▸ How to complete this task
Write out the records again, exactly, leaving none out.

Collected data entries
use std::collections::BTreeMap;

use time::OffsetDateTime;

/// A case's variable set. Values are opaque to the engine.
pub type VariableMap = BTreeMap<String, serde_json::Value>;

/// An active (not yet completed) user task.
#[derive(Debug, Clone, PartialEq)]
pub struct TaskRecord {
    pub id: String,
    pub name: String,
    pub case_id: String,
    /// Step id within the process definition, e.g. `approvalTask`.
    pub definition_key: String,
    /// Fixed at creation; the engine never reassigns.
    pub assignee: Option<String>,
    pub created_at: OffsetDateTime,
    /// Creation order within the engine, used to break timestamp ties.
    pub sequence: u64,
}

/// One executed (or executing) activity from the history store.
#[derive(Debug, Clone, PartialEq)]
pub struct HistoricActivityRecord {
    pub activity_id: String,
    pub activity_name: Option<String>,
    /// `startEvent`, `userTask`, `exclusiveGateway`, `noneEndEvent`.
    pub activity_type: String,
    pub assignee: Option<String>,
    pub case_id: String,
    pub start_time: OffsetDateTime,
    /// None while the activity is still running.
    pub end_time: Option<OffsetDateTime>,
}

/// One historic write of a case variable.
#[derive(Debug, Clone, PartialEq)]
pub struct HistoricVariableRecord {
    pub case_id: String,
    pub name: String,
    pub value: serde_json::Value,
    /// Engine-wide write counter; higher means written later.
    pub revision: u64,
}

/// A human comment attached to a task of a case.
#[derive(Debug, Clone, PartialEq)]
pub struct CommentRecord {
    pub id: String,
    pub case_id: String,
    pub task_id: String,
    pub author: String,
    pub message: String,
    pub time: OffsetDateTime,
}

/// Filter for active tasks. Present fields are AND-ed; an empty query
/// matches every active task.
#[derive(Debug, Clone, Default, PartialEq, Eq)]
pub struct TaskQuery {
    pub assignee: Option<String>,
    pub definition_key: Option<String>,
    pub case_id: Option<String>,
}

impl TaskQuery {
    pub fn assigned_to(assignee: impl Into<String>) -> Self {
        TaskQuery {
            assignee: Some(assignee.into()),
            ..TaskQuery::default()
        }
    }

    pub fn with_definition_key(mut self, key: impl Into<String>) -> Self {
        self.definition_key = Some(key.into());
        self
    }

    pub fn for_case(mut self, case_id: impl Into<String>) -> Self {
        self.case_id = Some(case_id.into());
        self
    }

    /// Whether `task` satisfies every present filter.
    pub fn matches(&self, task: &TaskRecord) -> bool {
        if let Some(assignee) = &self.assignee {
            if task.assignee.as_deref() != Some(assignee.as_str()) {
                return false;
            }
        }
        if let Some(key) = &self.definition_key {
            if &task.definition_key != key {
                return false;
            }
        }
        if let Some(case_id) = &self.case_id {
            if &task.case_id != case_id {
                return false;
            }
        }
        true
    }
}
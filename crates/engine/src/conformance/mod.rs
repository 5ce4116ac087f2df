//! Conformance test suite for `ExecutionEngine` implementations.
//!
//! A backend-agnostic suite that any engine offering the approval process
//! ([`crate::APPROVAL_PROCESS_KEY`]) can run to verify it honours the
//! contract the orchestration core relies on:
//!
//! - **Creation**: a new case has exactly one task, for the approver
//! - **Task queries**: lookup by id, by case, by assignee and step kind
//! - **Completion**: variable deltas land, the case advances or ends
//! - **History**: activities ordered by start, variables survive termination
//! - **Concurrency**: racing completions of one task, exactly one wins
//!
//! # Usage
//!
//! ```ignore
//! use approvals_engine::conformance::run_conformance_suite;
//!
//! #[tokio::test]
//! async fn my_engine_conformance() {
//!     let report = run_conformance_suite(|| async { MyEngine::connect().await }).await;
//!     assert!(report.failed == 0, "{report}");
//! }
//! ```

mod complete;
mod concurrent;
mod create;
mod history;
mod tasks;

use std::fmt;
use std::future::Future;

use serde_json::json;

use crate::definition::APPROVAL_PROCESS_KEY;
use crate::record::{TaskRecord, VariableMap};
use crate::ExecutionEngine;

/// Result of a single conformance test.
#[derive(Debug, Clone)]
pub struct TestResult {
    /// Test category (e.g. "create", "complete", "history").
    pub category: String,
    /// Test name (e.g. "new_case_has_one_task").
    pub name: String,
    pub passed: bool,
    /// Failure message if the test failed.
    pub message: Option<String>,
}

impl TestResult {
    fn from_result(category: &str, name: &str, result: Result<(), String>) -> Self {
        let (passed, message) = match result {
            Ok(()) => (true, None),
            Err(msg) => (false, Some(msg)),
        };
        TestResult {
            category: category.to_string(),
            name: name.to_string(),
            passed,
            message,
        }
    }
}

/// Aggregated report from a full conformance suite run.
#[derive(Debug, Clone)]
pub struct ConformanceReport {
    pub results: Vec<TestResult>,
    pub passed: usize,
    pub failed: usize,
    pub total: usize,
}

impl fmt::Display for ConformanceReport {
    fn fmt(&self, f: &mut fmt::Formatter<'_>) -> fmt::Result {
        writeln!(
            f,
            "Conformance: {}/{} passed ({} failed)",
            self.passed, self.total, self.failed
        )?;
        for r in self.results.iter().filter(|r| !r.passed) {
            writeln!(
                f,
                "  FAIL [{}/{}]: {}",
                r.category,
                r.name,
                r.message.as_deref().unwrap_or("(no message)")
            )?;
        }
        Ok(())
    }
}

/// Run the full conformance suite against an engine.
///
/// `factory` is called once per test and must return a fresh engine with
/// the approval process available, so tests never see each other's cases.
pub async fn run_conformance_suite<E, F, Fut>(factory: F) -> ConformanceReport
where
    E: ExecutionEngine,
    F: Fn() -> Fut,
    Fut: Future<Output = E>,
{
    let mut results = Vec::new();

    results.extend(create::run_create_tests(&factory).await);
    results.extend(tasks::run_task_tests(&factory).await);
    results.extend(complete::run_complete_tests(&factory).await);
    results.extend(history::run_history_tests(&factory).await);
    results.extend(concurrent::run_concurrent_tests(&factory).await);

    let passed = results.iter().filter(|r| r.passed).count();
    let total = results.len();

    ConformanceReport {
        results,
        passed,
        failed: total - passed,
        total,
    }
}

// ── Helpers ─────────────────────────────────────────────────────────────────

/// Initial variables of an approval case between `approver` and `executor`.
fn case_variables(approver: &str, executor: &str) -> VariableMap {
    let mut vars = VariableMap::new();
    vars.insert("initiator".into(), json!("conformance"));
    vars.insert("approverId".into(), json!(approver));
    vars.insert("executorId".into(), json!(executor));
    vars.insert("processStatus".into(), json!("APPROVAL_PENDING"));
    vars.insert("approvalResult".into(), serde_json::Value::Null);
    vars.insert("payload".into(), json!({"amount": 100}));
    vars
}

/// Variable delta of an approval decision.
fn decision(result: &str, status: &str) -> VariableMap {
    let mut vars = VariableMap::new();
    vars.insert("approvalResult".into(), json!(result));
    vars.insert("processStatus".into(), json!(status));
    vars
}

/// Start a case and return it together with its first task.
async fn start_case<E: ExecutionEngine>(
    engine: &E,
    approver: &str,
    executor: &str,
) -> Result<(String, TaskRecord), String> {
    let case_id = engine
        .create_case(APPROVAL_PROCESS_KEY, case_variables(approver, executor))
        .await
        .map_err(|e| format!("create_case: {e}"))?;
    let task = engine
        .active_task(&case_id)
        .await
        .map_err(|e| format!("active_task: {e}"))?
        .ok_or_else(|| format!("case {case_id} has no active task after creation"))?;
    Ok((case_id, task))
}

▸ Exercise result
use std::collections::BTreeMap;

use time::OffsetDateTime;

/// A case's variable set. Values are opaque to the engine.
pub type VariableMap = BTreeMap<String, serde_json::Value>;

/// An active (not yet completed) user task.
#[derive(Debug, Clone, PartialEq)]
pub struct TaskRecord {
    pub id: String,
    pub name: String,
    pub case_id: String,
    /// Step id within the process definition, e.g. `approvalTask`.
    pub definition_key: String,
    /// Fixed at creation; the engine never reassigns.
    pub assignee: Option<String>,
    pub created_at: OffsetDateTime,
    /// Creation order within the engine, used to break timestamp ties.
    pub sequence: u64,
}

/// One executed (or executing) activity from the history store.
#[derive(Debug, Clone, PartialEq)]
pub struct HistoricActivityRecord {
    pub activity_id: String,
    pub activity_name: Option<String>,
    /// `startEvent`, `userTask`, `exclusiveGateway`, `noneEndEvent`.
    pub activity_type: String,
    pub assignee: Option<String>,
    pub case_id: String,
    pub start_time: OffsetDateTime,
    /// None while the activity is still running.
    pub end_time: Option<OffsetDateTime>,
}

/// One historic write of a case variable.
#[derive(Debug, Clone, PartialEq)]
pub struct HistoricVariableRecord {
    pub case_id: String,
    pub name: String,
    pub value: serde_json::Value,
    /// Engine-wide write counter; higher means written later.
    pub revision: u64,
}

/// A human comment attached to a task of a case.
#[derive(Debug, Clone, PartialEq)]
pub struct CommentRecord {
    pub id: String,
    pub case_id: String,
    pub task_id: String,
    pub author: String,
    pub message: String,
    pub time: OffsetDateTime,
}

/// Filter for active tasks. Present fields are AND-ed; an empty query
/// matches every active task.
#[derive(Debug, Clone, Default, PartialEq, Eq)]
pub struct TaskQuery {
    pub assignee: Option<String>,
    pub definition_key: Option<String>,
    pub case_id: Option<String>,
}

impl TaskQuery {
    pub fn assigned_to(assignee: impl Into<String>) -> Self {
        TaskQuery {
            assignee: Some(assignee.into()),
            ..TaskQuery::default()
        }
    }

    pub fn with_definition_key(mut self, key: impl Into<String>) -> Self {
        self.definition_key = Some(key.into());
        self
    }

    pub fn for_case(mut self, case_id: impl Into<String>) -> Self {
        self.case_id = Some(case_id.into());
        self
    }

    /// Whether `task` satisfies every present filter.
    pub fn matches(&self, task: &TaskRecord) -> bool {
        if let Some(assignee) = &self.assignee {
            if task.assignee.as_deref() != Some(assignee.as_str()) {
                return false;
            }
        }
        if let Some(key) = &self.definition_key {
            if &task.definition_key != key {
                return false;
            }
        }
        if let Some(case_id) = &self.case_id {
            if &task.case_id != case_id {
                return false;
            }
        }
        true
    }
}
filename crates/engine/src/conformance/mod.rs
repository 5ce4116ac087f2df
//! Conformance test suite for `ExecutionEngine` implementations.
//!
//! A backend-agnostic suite that any engine offering the approval process
//! ([`crate::APPROVAL_PROCESS_KEY`]) can run to verify it honours the
//! contract the orchestration core relies on:
//!
//! - **Creation**: a new case has exactly one task, for the approver
//! - **Task queries**: lookup by id, by case, by assignee and step kind
//! - **Completion**: variable deltas land, the case advances or ends
//! - **History**: activities ordered by start, variables survive termination
//! - **Concurrency**: racing completions of one task, exactly one wins
//!
//! # Usage
//!
//! ```ignore
//! use approvals_engine::conformance::run_conformance_suite;
//!
//! #[tokio::test]
//! async fn my_engine_conformance() {
//!     let report = run_conformance_suite(|| async { MyEngine::connect().await }).await;
//!     assert!(report.failed == 0, "{report}");
//! }
//! ```

mod complete;
mod concurrent;
mod create;
mod history;
mod tasks;

use std::fmt;
use std::future::Future;

use serde_json::json;

use crate::definition::APPROVAL_PROCESS_KEY;
use crate::record::{TaskRecord, VariableMap};
use crate::ExecutionEngine;

/// Result of a single conformance test.
#[derive(Debug, Clone)]
pub struct TestResult {
    /// Test category (e.g. "create", "complete", "history").
    pub category: String,
    /// Test name (e.g. "new_case_has_one_task").
    pub name: String,
    pub passed: bool,
    /// Failure message if the test failed.
    pub message: Option<String>,
}

impl TestResult {
    fn from_result(category: &str, name: &str, result: Result<(), String>) -> Self {
        let (passed, message) = match result {
            Ok(()) => (true, None),
            Err(msg) => (false, Some(msg)),
        };
        TestResult {
            category: category.to_string(),
            name: name.to_string(),
            passed,
            message,
        }
    }
}

/// Aggregated report from a full conformance suite run.
#[derive(Debug, Clone)]
pub struct ConformanceReport {
    pub results: Vec<TestResult>,
    pub passed: usize,
    pub failed: usize,
    pub total: usize,
}

impl fmt::Display for ConformanceReport {
    fn fmt(&self, f: &mut fmt::Formatter<'_>) -> fmt::Result {
        writeln!(
            f,
            "Conformance: {}/{} passed ({} failed)",
            self.passed, self.total, self.failed
        )?;
        for r in self.results.iter().filter(|r| !r.passed) {
            writeln!(
                f,
                "  FAIL [{}/{}]: {}",
                r.category,
                r.name,
                r.message.as_deref().unwrap_or("(no message)")
            )?;
        }
        Ok(())
    }
}

/// Run the full conformance suite against an engine.
///
/// `factory` is called once per test and must return a fresh engine with
/// the approval process available, so tests never see each other's cases.
pub async fn run_conformance_suite<E, F, Fut>(factory: F) -> ConformanceReport
where
    E: ExecutionEngine,
    F: Fn() -> Fut,
    Fut: Future<Output = E>,
{
    let mut results = Vec::new();

    results.extend(create::run_create_tests(&factory).await);
    results.extend(tasks::run_task_tests(&factory).await);
    results.extend(complete::run_complete_tests(&factory).await);
    results.extend(history::run_history_tests(&factory).await);
    results.extend(concurrent::run_concurrent_tests(&factory).await);

    let passed = results.iter().filter(|r| r.passed).count();
    let total = results.len();

    ConformanceReport {
        results,
        passed,
        failed: total - passed,
        total,
    }
}

// ── Helpers ─────────────────────────────────────────────────────────────────

/// Initial variables of an approval case between `approver` and `executor`.
fn case_variables(approver: &str, executor: &str) -> VariableMap {
    let mut vars = VariableMap::new();
    vars.insert("initiator".into(), json!("conformance"));
    vars.insert("approverId".into(), json!(approver));
    vars.insert("executorId".into(), json!(executor));
    vars.insert("processStatus".into(), json!("APPROVAL_PENDING"));
    vars.insert("approvalResult".into(), serde_json::Value::Null);
    vars.insert("payload".into(), json!({"amount": 100}));
    vars
}

/// Variable delta of an approval decision.
fn decision(result: &str, status: &str) -> VariableMap {
    let mut vars = VariableMap::new();
    vars.insert("approvalResult".into(), json!(result));
    vars.insert("processStatus".into(), json!(status));
    vars
}

/// Start a case and return it together with its first task.
async fn start_case<E: ExecutionEngine>(
    engine: &E,
    approver: &str,
    executor: &str,
) -> Result<(String, TaskRecord), String> {
    let case_id = engine
        .create_case(APPROVAL_PROCESS_KEY, case_variables(approver, executor))
        .await
        .map_err(|e| format!("create_case: {e}"))?;
    let task = engine
        .active_task(&case_id)
        .await
        .map_err(|e| format!("active_task: {e}"))?
        .ok_or_else(|| format!("case {case_id} has no active task after creation"))?;
    Ok((case_id, task))
}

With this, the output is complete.